Early in the pioneer settling of Kearney, the community was fortunate to have many fine musicians. Around 1871 a trio was formed with James A. Smith on violin, his brother George on guitar, and his wife Mrs. George Smith on piano. The first noted musical event was the Oratoria of Queen Esther with Mrs. A. H. Connor and F. G. Keens and performed in 1871. The first band was organized in 1875 and directed by William Brumbaugh. The first piano teacher in Kearney was Mrs. Charlotte Barnes who was joined by Professor Disraeli. The first music store was owned by E. B. Carter in 1877. And the first vocal instructor was Mrs. Amanda Swenson who also directed the Kearney Musical Society.

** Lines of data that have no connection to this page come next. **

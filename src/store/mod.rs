//! Durable saga persistence.
//!
//! This module contains:
//! - `SagaStore` trait: transactional persistence of orders, executions,
//!   step results, retry attempts, and timeline events
//! - Storage error types
//! - Implementations: SQLite (`sqlite`), in-memory mock (`mock`)
//!
//! The single-writer-per-order invariant lives at this boundary:
//! `create_execution` fails when another non-terminal execution exists
//! for the same order, which serialises concurrent starts without a
//! shared lock.

pub mod mock;
pub mod schema;
pub mod sqlite;

pub use mock::MockSagaStore;
pub use sqlite::SqliteSagaStore;

use async_trait::async_trait;
use chrono::{DateTime, Utc};
use uuid::Uuid;

use crate::model::{
    Order, OrderEvent, OrderStatus, RetryAttempt, SagaExecution, SagaStepResult, StepData,
};

/// Result type for storage operations.
pub type Result<T> = std::result::Result<T, StoreError>;

/// Errors that can occur during storage operations.
#[derive(Debug, thiserror::Error)]
pub enum StoreError {
    #[error("order not found: {0}")]
    OrderNotFound(Uuid),

    #[error("execution not found: {0}")]
    ExecutionNotFound(Uuid),

    #[error("step result not found: {0}")]
    StepResultNotFound(Uuid),

    #[error("a non-terminal execution already exists for order {0}")]
    ExecutionAlreadyActive(Uuid),

    #[error("a retry attempt is already pending for order {0}")]
    RetryAlreadyPending(Uuid),

    #[error("database error: {0}")]
    Database(#[from] sqlx::Error),

    #[error("serialization error: {0}")]
    Serialization(#[from] serde_json::Error),

    #[error("invalid uuid: {0}")]
    InvalidUuid(#[from] uuid::Error),

    #[error("invalid {column} value: {value}")]
    InvalidColumn { column: &'static str, value: String },
}

/// Interface for saga persistence.
///
/// Each method is a single transaction; reads reflect all prior
/// committed writes. Step rows within an execution preserve `step_order`
/// and event timestamps are monotone non-decreasing per order.
#[async_trait]
pub trait SagaStore: Send + Sync {
    /// Persist an order together with its items.
    async fn create_order_with_items(&self, order: &Order) -> Result<()>;

    /// Fetch an order with its items.
    async fn get_order(&self, order_id: Uuid) -> Result<Option<Order>>;

    /// Transition an order's status.
    async fn update_order_status(
        &self,
        order_id: Uuid,
        status: OrderStatus,
        at: DateTime<Utc>,
    ) -> Result<()>;

    /// Persist a new execution. Fails with [`StoreError::ExecutionAlreadyActive`]
    /// when another non-terminal execution exists for the order.
    async fn create_execution(&self, execution: &SagaExecution) -> Result<()>;

    async fn get_execution(&self, execution_id: Uuid) -> Result<Option<SagaExecution>>;

    /// Most recently started execution for an order.
    async fn latest_execution(&self, order_id: Uuid) -> Result<Option<SagaExecution>>;

    /// All executions for an order, oldest first.
    async fn executions(&self, order_id: Uuid) -> Result<Vec<SagaExecution>>;

    /// Insert a step row in IN_PROGRESS state and advance the
    /// execution's `current_step_index`, atomically.
    async fn start_step(
        &self,
        execution_id: Uuid,
        step_name: &str,
        step_order: u32,
        at: DateTime<Utc>,
    ) -> Result<SagaStepResult>;

    /// Record a step's success and its opaque output document.
    async fn complete_step(
        &self,
        step_result_id: Uuid,
        step_data: &StepData,
        at: DateTime<Utc>,
    ) -> Result<()>;

    /// Record a step failure and fail its execution in one transaction,
    /// so the two rows can never disagree after a crash.
    async fn fail_step_and_execution(
        &self,
        step_result_id: Uuid,
        execution_id: Uuid,
        failed_step_index: u32,
        error_message: &str,
        at: DateTime<Utc>,
    ) -> Result<()>;

    /// Insert a SKIPPED step row at the expected order (retry path).
    async fn insert_skipped_step(
        &self,
        execution_id: Uuid,
        step_name: &str,
        step_order: u32,
        at: DateTime<Utc>,
    ) -> Result<SagaStepResult>;

    /// Step rows for an execution, ordered by `step_order`.
    async fn step_results(&self, execution_id: Uuid) -> Result<Vec<SagaStepResult>>;

    /// Terminal success transition for an execution.
    async fn complete_execution(&self, execution_id: Uuid, at: DateTime<Utc>) -> Result<()>;

    /// Transition an execution into COMPENSATING.
    async fn mark_compensation_started(&self, execution_id: Uuid, at: DateTime<Utc>)
        -> Result<()>;

    /// Record a successful compensation on a step row.
    async fn mark_step_compensated(&self, step_result_id: Uuid, at: DateTime<Utc>) -> Result<()>;

    /// Record a failed compensation attempt on a step row. The row's
    /// status is left untouched; only the message is recorded.
    async fn record_compensation_failure(&self, step_result_id: Uuid, message: &str)
        -> Result<()>;

    /// Terminal compensated transition for an execution.
    async fn mark_execution_compensated(
        &self,
        execution_id: Uuid,
        at: DateTime<Utc>,
    ) -> Result<()>;

    /// Append a timeline event. The stored timestamp is clamped to be
    /// monotone non-decreasing per order.
    async fn append_event(&self, event: &OrderEvent) -> Result<()>;

    /// Timeline events for an order, in append order.
    async fn events(&self, order_id: Uuid) -> Result<Vec<OrderEvent>>;

    /// Latest execution and its ordered step results, for retry
    /// planning.
    async fn find_resume_state(
        &self,
        order_id: Uuid,
    ) -> Result<Option<(SagaExecution, Vec<SagaStepResult>)>>;

    /// Persist a retry attempt. Fails with [`StoreError::RetryAlreadyPending`]
    /// when a PENDING attempt exists for the order.
    async fn create_retry_attempt(&self, attempt: &RetryAttempt) -> Result<()>;

    /// Update a retry attempt row (plan fields, outcome, completion).
    async fn update_retry_attempt(&self, attempt: &RetryAttempt) -> Result<()>;

    /// Retry attempts for an order, ordered by attempt number.
    async fn retry_attempts(&self, order_id: Uuid) -> Result<Vec<RetryAttempt>>;
}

Music was introduced the schools in 1888 when supervisor Professor H. M. Draper reported 1000 pupils ready to play. In 1890s with the help of Mrs. Draper, they organized boys’ and girl’s bands that performed in More’s Hall, Kearney’s first opera house. In 1889 the Midway Band and Midway Orchestra were organized by Professor Benesch, a member of the Grand Army of the Republic, who camped on the plains west of Kearney.
In 1888 the Musical Society presented Gilbert and Sullivan’s H.M.S. Pinafore on a large boat on Kearney Lake, attended by the G.A.R. and the army. Also Chautauqua events began around 1889 and brought summer entertainment.